Patient Says 'Just Do It' When It Comes to Lung Cancer Screening

Mary Gamstetter, 75, says she took her first puff of a cigarette when she was 17 years old.

Eventually, she was up to smoking a carton a week.

"I always had one pack in the kitchen drawer, one by my ironing board and another in the car,” she says. "Back when I started in the ‘50s, smoking was glamorized, and then, it just became a habit. One day, when I was hosting my mother-in-law’s birthday party, my nieces and nephews were on my case to give up smoking, and so I did. It was the hardest thing I’ve ever done, but I did it after 31 years of smoking.”

In May 2013, when a postcard came in the mail advertising the UC Cancer Institute’s new lung cancer screening program, she had a difficult time ignoring the message.

"I just kept it there in my junk drawer in the kitchen, and every time I’d open the drawer, I’d see it sitting there,” she says. "One day, I finally decided to make an appointment.”

The UC Cancer Institute’s Lung Cancer Screening Program, which officially opened five years ago this month in November 2012 and has been recognized by the Lung Cancer Alliance as a Screening Center of Excellence, was the first of its kind in the Tristate. It uses a multidisciplinary team approach to provide personalized care to each patient. Screening is used to identify unrecognized disease in people who have no signs or symptoms in an attempt to intervene earlier when disease is generally more treatable.  

Since that time, the program has screened over 1,200 patients resulting in the diagnosis and treatment of 26 lung cancers. 

Screening is recommended for people at higher risk of lung cancer, including people over the age of 55 and who have smoked a pack of cigarettes a day for more than 30 years.

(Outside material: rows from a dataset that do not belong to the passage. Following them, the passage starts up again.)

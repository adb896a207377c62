//! Arena definitions and spawn point sets

use serde::{Deserialize, Serialize};

/// A spawn location within an arena
#[derive(Debug, Clone, Copy, PartialEq, Serialize, Deserialize)]
pub struct SpawnPoint {
    pub x: f32,
    pub y: f32,
}

/// A playable arena: a level id plus the set of spawn points clients know
/// how to render for it.
#[derive(Debug, Clone, Copy)]
pub struct Arena {
    pub name: &'static str,
    pub spawn_points: &'static [SpawnPoint],
}

const BASIC_SPAWNS: &[SpawnPoint] = &[
    SpawnPoint { x: 180.0, y: 520.0 },
    SpawnPoint { x: 360.0, y: 470.0 },
    SpawnPoint { x: 560.0, y: 540.0 },
    SpawnPoint { x: 760.0, y: 430.0 },
    SpawnPoint { x: 980.0, y: 460.0 },
    SpawnPoint { x: 1180.0, y: 520.0 },
    SpawnPoint { x: 1400.0, y: 480.0 },
    SpawnPoint { x: 1620.0, y: 530.0 },
];

const GARDEN_SPAWNS: &[SpawnPoint] = &[
    SpawnPoint { x: 140.0, y: 600.0 },
    SpawnPoint { x: 330.0, y: 560.0 },
    SpawnPoint { x: 520.0, y: 620.0 },
    SpawnPoint { x: 710.0, y: 500.0 },
    SpawnPoint { x: 930.0, y: 540.0 },
    SpawnPoint { x: 1120.0, y: 610.0 },
    SpawnPoint { x: 1340.0, y: 560.0 },
    SpawnPoint { x: 1540.0, y: 590.0 },
];

/// All playable arenas; the level id stored in match state indexes this pool.
pub const ARENAS: &[Arena] = &[
    Arena {
        name: "basic",
        spawn_points: BASIC_SPAWNS,
    },
    Arena {
        name: "garden",
        spawn_points: GARDEN_SPAWNS,
    },
];

/// Look up an arena by level id, clamping out-of-range ids to the first arena.
pub fn arena(level: usize) -> &'static Arena {
    ARENAS.get(level).unwrap_or(&ARENAS[0])
}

In 2011, the National Cancer Institute published data supporting chest CT scans as an effective lung cancer screening tool for a high-risk patient populations. The study showed that when current or former heavy smokers were screened with low-radiation dose CT scans versus traditional chest X-rays, there was a 20 percent reduction in lung cancer-related deaths. A separate UC-based trial evaluating chest CT scans in a population of 132 heavy smokers also supported the imaging technique as a viable screening tool in a high-risk population. 

Traditional chest X-ray produces a flat, two-dimensional picture. With CT scanning, the X-ray tube is rotated around the patient during the imaging test to create a 3-D picture of the chest which can detect very small spots. 

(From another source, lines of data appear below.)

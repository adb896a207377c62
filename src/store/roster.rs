//! Roster cache with TTL.
//!
//! The bootstrap endpoint deposits each credential's playable characters
//! here; sessions read them back exactly once per join. Entries live for an
//! hour and are pruned opportunistically on insert.

use chrono::{DateTime, Utc};
use dashmap::DashMap;
use parking_lot::Mutex;
use rand::Rng;
use serde::{Deserialize, Serialize};

use crate::game::bird::{Attribute, SkinAttributes};
use crate::util::draw::DrawPool;

/// Cached rosters are normalized to this many characters
pub const ROSTER_CHUNK: usize = 10;

const ROSTER_TTL_SECS: i64 = 3600;

/// Placeholder names for characters that arrive without one
const NAME_POOL: &[&str] = &[
    "Anders Hejlsberg",
    "Grace Hopper",
    "Rich Hickey",
    "Barbara Liskov",
    "Dennis Ritchie",
    "Brian Kernighan",
    "Leslie Lamport",
    "Butler Lampson",
    "Alan Kay",
    "Ada Lovelace",
    "Niklaus Wirth",
    "Bjarne Stroustrup",
    "Guido van Rossum",
    "Roberto Ierusalimschy",
    "Chris Lattner",
    "Graydon Hoare",
    "Sam Lantinga",
    "John Carmack",
    "Margaret Hamilton",
    "Ken Thompson",
    "Rasmus Lerdorf",
    "Linus Torvalds",
];

const BODY_SKINS: &[&str] = &["Banana", "Beast", "Black", "Brock", "Electro", "Ferro", "Gold"];
const EYE_SKINS: &[&str] = &["Aqua Prince", "Banana", "Bloso", "Brock", "Gold", "LootSquad"];
const ACCESSORY_SKINS: &[&str] = &["Aubergi", "Bloso", "Fluxred", "Merit Circle", "Polemos", "Skeletony"];
const BEAK_SKINS: &[&str] = &["Amphibian", "Aubergi", "Bloso", "Frima", "Peacock", "Santa"];
const HEAD_SKINS: &[&str] = &["BAYZ", "BreederDAO", "Elvis", "Gayra", "Mr. Frog", "Polemos", "Shade"];
const WING_SKINS: &[&str] = &["Aqua Prince", "Banana", "Cyborg", "Dreamy", "Felipe", "Gold", "Merit Circle"];

/// One playable character as delivered by the birds API
#[derive(Debug, Clone, Serialize, Deserialize)]
#[serde(rename_all = "camelCase")]
pub struct RosterBird {
    #[serde(default)]
    pub bird_type: u32,
    #[serde(default)]
    pub name: Option<String>,
    #[serde(default)]
    pub is_egg: bool,
    #[serde(default)]
    pub attributes: SkinAttributes,
}

#[derive(Debug, Clone)]
struct CachedRoster {
    birds: Vec<RosterBird>,
    cached_at: DateTime<Utc>,
}

/// In-memory roster store shared by the bootstrap endpoint and all sessions
pub struct RosterStore {
    rosters: DashMap<String, CachedRoster>,
    names: Mutex<DrawPool<String>>,
}

impl RosterStore {
    pub fn new() -> Self {
        Self {
            rosters: DashMap::new(),
            names: Mutex::new(DrawPool::new(
                NAME_POOL.iter().map(|n| n.to_string()).collect(),
            )),
        }
    }

    /// Normalize and cache a roster under a session credential.
    ///
    /// Eggs are filtered out first; the remainder is chunked to `limit`
    /// characters. Returns the cached roster size.
    pub fn cache_roster(&self, credential: &str, birds: Vec<RosterBird>, limit: usize) -> usize {
        let playable: Vec<RosterBird> = birds.into_iter().filter(|b| !b.is_egg).collect();
        let chunked = self.chunk(playable, limit);
        let size = chunked.len();

        self.rosters.insert(
            credential.to_string(),
            CachedRoster {
                birds: chunked,
                cached_at: Utc::now(),
            },
        );

        let now = Utc::now();
        self.rosters.retain(|_, entry| {
            now.signed_duration_since(entry.cached_at).num_seconds() <= ROSTER_TTL_SECS
        });

        size
    }

    /// Chunk a roster to exactly `limit` characters: truncate oversize,
    /// fill undersize by random repetition, generate placeholders when the
    /// caller owns no playable characters at all.
    fn chunk(&self, birds: Vec<RosterBird>, limit: usize) -> Vec<RosterBird> {
        let mut rng = rand::thread_rng();

        if birds.len() == limit {
            return birds;
        }

        if birds.len() > limit {
            let mut birds = birds;
            birds.truncate(limit);
            return birds;
        }

        if !birds.is_empty() {
            return (0..limit)
                .map(|_| birds[rng.gen_range(0..birds.len())].clone())
                .collect();
        }

        (0..limit).map(|_| self.placeholder_bird(&mut rng)).collect()
    }

    /// Retrieve `count` characters for a cached credential, or not-found.
    ///
    /// Characters are drawn uniformly (with replacement) from the cached
    /// roster; expired entries are dropped here.
    pub async fn fetch_roster(&self, credential: &str, count: usize) -> Option<Vec<RosterBird>> {
        {
            let entry = self.rosters.get(credential)?;
            let age = Utc::now().signed_duration_since(entry.cached_at);
            if age.num_seconds() <= ROSTER_TTL_SECS && !entry.birds.is_empty() {
                let mut rng = rand::thread_rng();
                return Some(
                    (0..count)
                        .map(|_| entry.birds[rng.gen_range(0..entry.birds.len())].clone())
                        .collect(),
                );
            }
        }

        self.rosters.remove(credential);
        None
    }

    /// Draw a placeholder name; the pool recycles once exhausted
    pub fn placeholder_name(&self) -> String {
        let mut rng = rand::thread_rng();
        self.names.lock().draw(&mut rng)
    }

    fn placeholder_bird<R: Rng>(&self, rng: &mut R) -> RosterBird {
        RosterBird {
            bird_type: 0,
            name: Some(self.names.lock().draw(rng)),
            is_egg: false,
            attributes: random_skin(rng),
        }
    }

    pub fn cached_count(&self) -> usize {
        self.rosters.len()
    }
}

impl Default for RosterStore {
    fn default() -> Self {
        Self::new()
    }
}

fn pick<R: Rng>(rng: &mut R, values: &[&str]) -> Attribute {
    Attribute {
        display: values[rng.gen_range(0..values.len())].to_string(),
    }
}

/// Generate a random visual skin for a placeholder character
pub fn random_skin<R: Rng>(rng: &mut R) -> SkinAttributes {
    SkinAttributes {
        body: pick(rng, BODY_SKINS),
        eyes: pick(rng, EYE_SKINS),
        accessory: pick(rng, ACCESSORY_SKINS),
        beak: pick(rng, BEAK_SKINS),
        head: pick(rng, HEAD_SKINS),
        wings: pick(rng, WING_SKINS),
    }
}

#[cfg(test)]
mod tests {
    use super::*;

    fn named_birds(count: usize) -> Vec<RosterBird> {
        (0..count)
            .map(|i| RosterBird {
                bird_type: 1,
                name: Some(format!("Bird {}", i)),
                is_egg: false,
                attributes: SkinAttributes::default(),
            })
            .collect()
    }

    #[test]
    fn test_cache_keeps_exact_roster() {
        let store = RosterStore::new();
        assert_eq!(store.cache_roster("cred", named_birds(10), 10), 10);
    }

    #[test]
    fn test_cache_truncates_oversize_roster() {
        let store = RosterStore::new();
        store.cache_roster("cred", named_birds(14), 10);

        let entry = store.rosters.get("cred").unwrap();
        assert_eq!(entry.birds.len(), 10);
        assert_eq!(entry.birds[0].name.as_deref(), Some("Bird 0"));
    }

    #[test]
    fn test_cache_fills_undersize_roster_by_repetition() {
        let store = RosterStore::new();
        store.cache_roster("cred", named_birds(3), 10);

        let entry = store.rosters.get("cred").unwrap();
        assert_eq!(entry.birds.len(), 10);
        for bird in &entry.birds {
            assert!(bird.name.as_deref().unwrap().starts_with("Bird "));
        }
    }

    #[test]
    fn test_cache_generates_placeholders_for_empty_roster() {
        let store = RosterStore::new();
        store.cache_roster("cred", Vec::new(), 10);

        let entry = store.rosters.get("cred").unwrap();
        assert_eq!(entry.birds.len(), 10);
        for bird in &entry.birds {
            assert!(bird.name.is_some());
            assert!(!bird.attributes.body.display.is_empty());
        }
    }

    #[test]
    fn test_eggs_are_filtered_before_chunking() {
        let store = RosterStore::new();
        let mut birds = named_birds(10);
        for bird in birds.iter_mut().take(10) {
            bird.is_egg = true;
        }
        store.cache_roster("cred", birds, 10);

        // All eggs: the roster falls back to generated placeholders.
        let entry = store.rosters.get("cred").unwrap();
        assert!(entry.birds.iter().all(|b| !b.is_egg));
    }

    #[tokio::test]
    async fn test_fetch_unknown_credential_is_not_found() {
        let store = RosterStore::new();
        assert!(store.fetch_roster("nope", 2).await.is_none());
    }

    #[tokio::test]
    async fn test_fetch_returns_requested_count() {
        let store = RosterStore::new();
        store.cache_roster("cred", named_birds(10), 10);

        let roster = store.fetch_roster("cred", 2).await.unwrap();
        assert_eq!(roster.len(), 2);
    }

    #[tokio::test]
    async fn test_fetch_drops_expired_entries() {
        let store = RosterStore::new();
        store.cache_roster("cred", named_birds(10), 10);
        store.rosters.get_mut("cred").unwrap().cached_at =
            Utc::now() - chrono::Duration::seconds(ROSTER_TTL_SECS + 60);

        assert!(store.fetch_roster("cred", 2).await.is_none());
        assert_eq!(store.cached_count(), 0);
    }

    #[test]
    fn test_placeholder_names_unique_until_pool_recycles() {
        let store = RosterStore::new();
        let mut seen = std::collections::HashSet::new();
        for _ in 0..NAME_POOL.len() {
            assert!(seen.insert(store.placeholder_name()));
        }
        // Exhausted pool recycles rather than failing.
        assert!(seen.contains(&store.placeholder_name()));
    }
}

"This allows lung cancer specialists to view the lungs one ‘slice’ at a time. Nodules that are too small to show up on a chest X-ray are more likely to be detected and specialists can more accurately follow up on concerning lesions,” says Sandra Starnes, MD, director of thoracic surgery at the UC College of Medicine, co-director of the UC Cancer Institute’s Lung Cancer Center and UC Health thoracic surgeon.

Gamstetter says a small suspicious spot was found during her first scan, but no definite cancer. She continued scheduling and receiving her yearly scans, and in 2016, they finally saw a nodule—"with a marshmallow-like halo”—that needed to be removed.

 Starnes performed a segmentectomy, removing a portion of lung that contained the lung cancer and a margin of healthy tissue around the cancer.

 

"I was very blessed because even though it was more than 30 years since I’d stopped smoking, I was still experiencing the after effects. I had no symptoms, so I wouldn’t have known,” she says. "Dr. Starnes was just fantastic. She just made a few holes and didn’t need to open up my whole chest to do the procedure.”

Gamstetter says the surgery took place July 5, 2016—she pushed back her surgery a few days because she was planning a birthday party for her son and wanted to enjoy the day—and was home by July 9. 

"I have only good things to say about my care team at the UC Cancer Institute and UC Health,” she says. 

Now, Gamstetter receives CT scans every six months and will do so for two years. In 2019, she will go back to having scans every year. 

She’s able to enjoy time golfing, gardening, serving as program chairman of the Federated Garden Clubs of Cincinnati and Vicinity and writing the Four Seasons Garden Club newsletter, The Garden Gazette. She’s also spreading the good news about lung cancer screening.

"I’ve encouraged two of my friends to go have the scan done. If someone is out there questioning if they should schedule an appointment to be screened, I’d say, ‘Just do it!’” she says. "It saved my life. I feel extremely blessed to have found Dr. Starnes, the UC Cancer Institute and the Lung Cancer Screening Program.”